Uns para os outros

Queridas Senhoras,

um dos encantos da série After Life está na repetição. Há oito ou dez tipos de cenas que se intercalam. Tony vê vídeos da mulher falecida. Tony passeia a cadela. Tony conversa com a amiga do cemitério. Tony fala com os colegas do jornal local. Tony e Lenny saem em reportagem, dando notícia das histórias locais mais absurdas. Tony visita o pai no lar. Tony abre a porta ao carteiro. Tony conversa com a sua amiga profissional do sexo. Tony faz terapia com o psiquiatra depravado.

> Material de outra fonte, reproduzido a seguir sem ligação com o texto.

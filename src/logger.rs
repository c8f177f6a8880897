//! Logging utilities with colored output.
//!
//! This module provides:
//! - `log!` macro for formatted terminal output with colored prefixes
//! - `debug!` macro, shown only with `--verbose`
//!
//! # Example
//!
//! ```ignore
//! log!("oembed"; "wrote {} sidecars", count);
//! debug!("oembed"; "{}", path.display());
//! ```

use owo_colors::OwoColorize;
use std::{
    io::{Write, stderr},
    sync::atomic::{AtomicBool, Ordering},
};

/// Global verbose flag (set by --verbose CLI argument)
static VERBOSE: AtomicBool = AtomicBool::new(false);

/// Set verbose mode globally
pub fn set_verbose(v: bool) {
    VERBOSE.store(v, Ordering::SeqCst);
}

/// Check if verbose mode is enabled
pub fn is_verbose() -> bool {
    VERBOSE.load(Ordering::SeqCst)
}

// ============================================================================
// Log Macro
// ============================================================================

/// Log a message with a colored module prefix
///
/// # Usage
/// ```ignore
/// log!("module"; "message with {} formatting", args);
/// ```
#[macro_export]
macro_rules! log {
    ($module:expr; $($arg:tt)*) => {{
        $crate::logger::log($module, &format!($($arg)*))
    }};
}

/// Log a debug message (only shown when --verbose is enabled)
///
/// # Usage
/// ```ignore
/// debug!("module"; "debug info: {}", value);
/// ```
#[macro_export]
macro_rules! debug {
    ($module:expr; $($arg:tt)*) => {{
        if $crate::logger::is_verbose() {
            $crate::logger::log($module, &format!($($arg)*))
        }
    }};
}

// ============================================================================
// Helper Functions
// ============================================================================

/// Log a message with a colored module prefix.
///
/// Goes to stderr so that stdout stays clean for rendered output.
#[inline]
pub fn log(module: &str, message: &str) {
    let module_lower = module.to_ascii_lowercase();
    let prefix = colorize_prefix(module, &module_lower);

    let mut stderr = stderr().lock();
    writeln!(stderr, "{prefix} {message}").ok();
    stderr.flush().ok();
}

/// Apply color to a module prefix based on module type
#[inline]
fn colorize_prefix(module: &str, module_lower: &str) -> String {
    let prefix = format!("[{module}]");
    match module_lower {
        "error" => prefix.bright_red().bold().to_string(),
        "warning" => prefix.bright_yellow().bold().to_string(),
        "note" | "hint" => prefix.bright_blue().bold().to_string(),
        _ => prefix.bright_green().bold().to_string(),
    }
}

A série funciona porque trata de temas difíceis - luto, depressão, tendências suicidas - de forma desarmante. O humor negro e escatológico serve de contrapeso à crueza dos factos. A mulher morreu, Tony quer desistir de viver. E no entanto ele teve direito à mais rara das experiências humanas: um casamento imensamente feliz. A memória dessa felicidade causa dor e saudade, mas é também o motor para continuar a viver. Tony está rodeado de losers, de gente ridícula, mas ridículo, afinal, é quem desiste de se preocupar com os outros. E Tony nunca desiste. 

O corolário desta série que parece tão desfasada da realidade (há muito poucas referências ao mundo moderno, tecnológico e viral) é que fazemos falta uns aos outros. Não temos mais nada. E naquele microcosmo de falhados, lunáticos, desesperados, solitários, tristes, há afinal esperança, redenção e infinita humanidade.